Let Ithaka be always in your thoughts.
To get there is your goal and destiny.
But do not hasten to your journey’s end:
it’s better if it lasts for many years
so that you'll reach the island when you’re old,
wealthy with all you’ve gained along the way,
not hoping Ithaka will make you rich.
Your marvellous journey is Ithaka’s gift.
Without her you would not have started out.
But she has nothing more to give you now.
And if you find she's poor, you’ve not been fooled.
So wise have you become, so much you’ve learned,
that you will know what Ithakas must be.
Source: Seen in passing on X-Twitter. Holler if you want the whole thing.
Author/Translator: Armand D'Angour, Professor of Classics, Oxford. Cello lover. Larkin about. Turning life into Latin verse, one hexameter at a time. Podcast “It’s All Greek (& Latin!) to Me”.
Posted: Feb 06
Isabel
I love the philosophical quote.
Tom
Tom – 🙂 I guess it’s possible that it was added by the person installing the cement, with reference to their career aspirations.

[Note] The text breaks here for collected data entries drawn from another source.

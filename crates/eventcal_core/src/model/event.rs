//! Event value objects.
//!
//! # Responsibility
//! - Represent an event before persistence (`NewEvent`) and after it
//!   (`Event`), so a store-assigned id can never be missing or invented.
//! - Provide display helpers used by the prompt loop.
//!
//! # Invariants
//! - `note` is `None` whenever the caller supplied no text or empty text.
//! - `time` has zero seconds and zero sub-second precision.

use chrono::{Datelike, NaiveDateTime, Timelike};
use serde::{Deserialize, Serialize};

/// Store-assigned identifier (SQLite rowid).
pub type EventId = i64;

const SHORT_DATE_FORMAT: &str = "%B %d";
const LONG_DATE_FORMAT: &str = "%A, %B %d, %Y";
const TIME_FORMAT: &str = "%I:%M %p";

/// Event that has not been written to the store yet.
#[derive(Debug, Clone, PartialEq, Eq)]
pub struct NewEvent {
    name: String,
    note: Option<String>,
    time: NaiveDateTime,
}

impl NewEvent {
    /// Builds an unsaved event, normalizing the note and truncating `time`
    /// to the minute.
    pub fn new(name: impl Into<String>, note: Option<&str>, time: NaiveDateTime) -> Self {
        Self {
            name: name.into(),
            note: normalize_note(note),
            time: truncate_to_minute(time),
        }
    }

    pub fn name(&self) -> &str {
        &self.name
    }

    pub fn note(&self) -> Option<&str> {
        self.note.as_deref()
    }

    pub fn time(&self) -> NaiveDateTime {
        self.time
    }

    /// Attaches the id generated by the store's insert.
    pub fn into_event(self, id: EventId) -> Event {
        Event {
            id,
            name: self.name,
            note: self.note,
            time: self.time,
        }
    }
}

/// Persisted calendar event.
///
/// Identity is `id`; two events sharing name and time are still distinct.
#[derive(Debug, Clone, PartialEq, Eq, Serialize, Deserialize)]
pub struct Event {
    id: EventId,
    name: String,
    note: Option<String>,
    time: NaiveDateTime,
}

impl Event {
    /// Rebuilds an event from a stored row.
    pub fn from_parts(
        id: EventId,
        name: impl Into<String>,
        note: Option<&str>,
        time: NaiveDateTime,
    ) -> Self {
        NewEvent::new(name, note, time).into_event(id)
    }

    pub fn id(&self) -> EventId {
        self.id
    }

    pub fn name(&self) -> &str {
        &self.name
    }

    pub fn note(&self) -> Option<&str> {
        self.note.as_deref()
    }

    pub fn time(&self) -> NaiveDateTime {
        self.time
    }

    /// Day of month (1-based) the event falls on.
    pub fn day(&self) -> u32 {
        self.time.day()
    }

    /// Short date and time without the year, e.g. `February 05 at 09:00 AM`.
    pub fn date_and_time(&self) -> String {
        format!(
            "{} at {}",
            self.time.format(SHORT_DATE_FORMAT),
            self.time.format(TIME_FORMAT)
        )
    }

    /// Multi-line description shown when a single event is viewed.
    pub fn details(&self) -> String {
        let mut out = format!("EVENT NAME: {}\n", self.name);
        if let Some(note) = self.note() {
            out.push_str(&format!(" -- NOTE: \"{note}\"\n"));
        }
        out.push_str(&format!(" -- DATE: {}\n", self.time.format(LONG_DATE_FORMAT)));
        out.push_str(&format!(" -- TIME: {}\n", self.time.format(TIME_FORMAT)));
        out
    }
}

fn normalize_note(note: Option<&str>) -> Option<String> {
    note.filter(|value| !value.is_empty()).map(str::to_string)
}

fn truncate_to_minute(time: NaiveDateTime) -> NaiveDateTime {
    // with_second(0) / with_nanosecond(0) only fail on out-of-range input.
    time.with_second(0)
        .and_then(|t| t.with_nanosecond(0))
        .unwrap_or(time)
}

#[cfg(test)]
mod tests {
    use super::{Event, NewEvent};
    use chrono::NaiveDate;

    fn at(day: u32, hour: u32, minute: u32, second: u32) -> chrono::NaiveDateTime {
        NaiveDate::from_ymd_opt(2024, 2, day)
            .unwrap()
            .and_hms_opt(hour, minute, second)
            .unwrap()
    }

    #[test]
    fn empty_note_is_treated_as_absent() {
        let draft = NewEvent::new("Standup", Some(""), at(5, 9, 0, 0));
        assert_eq!(draft.note(), None);

        let event = Event::from_parts(1, "Standup", Some(""), at(5, 9, 0, 0));
        assert_eq!(event.note(), None);
    }

    #[test]
    fn timestamp_is_truncated_to_minute() {
        let draft = NewEvent::new("Standup", None, at(5, 9, 30, 42));
        assert_eq!(draft.time(), at(5, 9, 30, 0));
    }

    #[test]
    fn into_event_keeps_fields_and_assigns_id() {
        let event = NewEvent::new("Review", Some("room 4"), at(12, 14, 15, 0)).into_event(7);
        assert_eq!(event.id(), 7);
        assert_eq!(event.name(), "Review");
        assert_eq!(event.note(), Some("room 4"));
        assert_eq!(event.day(), 12);
    }

    #[test]
    fn date_and_time_uses_twelve_hour_clock() {
        let event = Event::from_parts(1, "Standup", None, at(5, 9, 0, 0));
        assert_eq!(event.date_and_time(), "February 05 at 09:00 AM");

        let late = Event::from_parts(2, "Dinner", None, at(5, 19, 30, 0));
        assert_eq!(late.date_and_time(), "February 05 at 07:30 PM");
    }

    #[test]
    fn details_skip_missing_note() {
        let event = Event::from_parts(1, "Standup", None, at(5, 9, 0, 0));
        assert_eq!(
            event.details(),
            "EVENT NAME: Standup\n -- DATE: Monday, February 05, 2024\n -- TIME: 09:00 AM\n"
        );

        let noted = Event::from_parts(2, "Standup", Some("bring notes"), at(5, 9, 0, 0));
        assert!(noted.details().contains(" -- NOTE: \"bring notes\"\n"));
    }
}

Reflections are fascinating. You’ve done some before — skyscrapers reflected in car fenders, bridges on water, etc. — but it’s the sheer simplicity of these images in the sunglasses that catches me.
Obviously, one can’t go through life looking only at reflections, but life would be much less rich if one NEVER looked at reflections.
Jim T
Jim T – 🙂 Thanks – I like these, also. I recently saw some lovely reflections of palm trees in office windows, but needed my good camera and its zoom to get them. By the time I was close enough to capture them with my phone, the angle was wrong.
Abe Lincoln, in his merrier moments said, “You’re only as happy as you decide to be.”
Barbara – LOL. He doesn’t seem like the cheeriest guy, does he?
Perhaps it is his voice — which, apparently, sounded like a 13-year-old girl. THAT changes the Gettysburg Address, doesn’t it?
Still, a great man, merry or not.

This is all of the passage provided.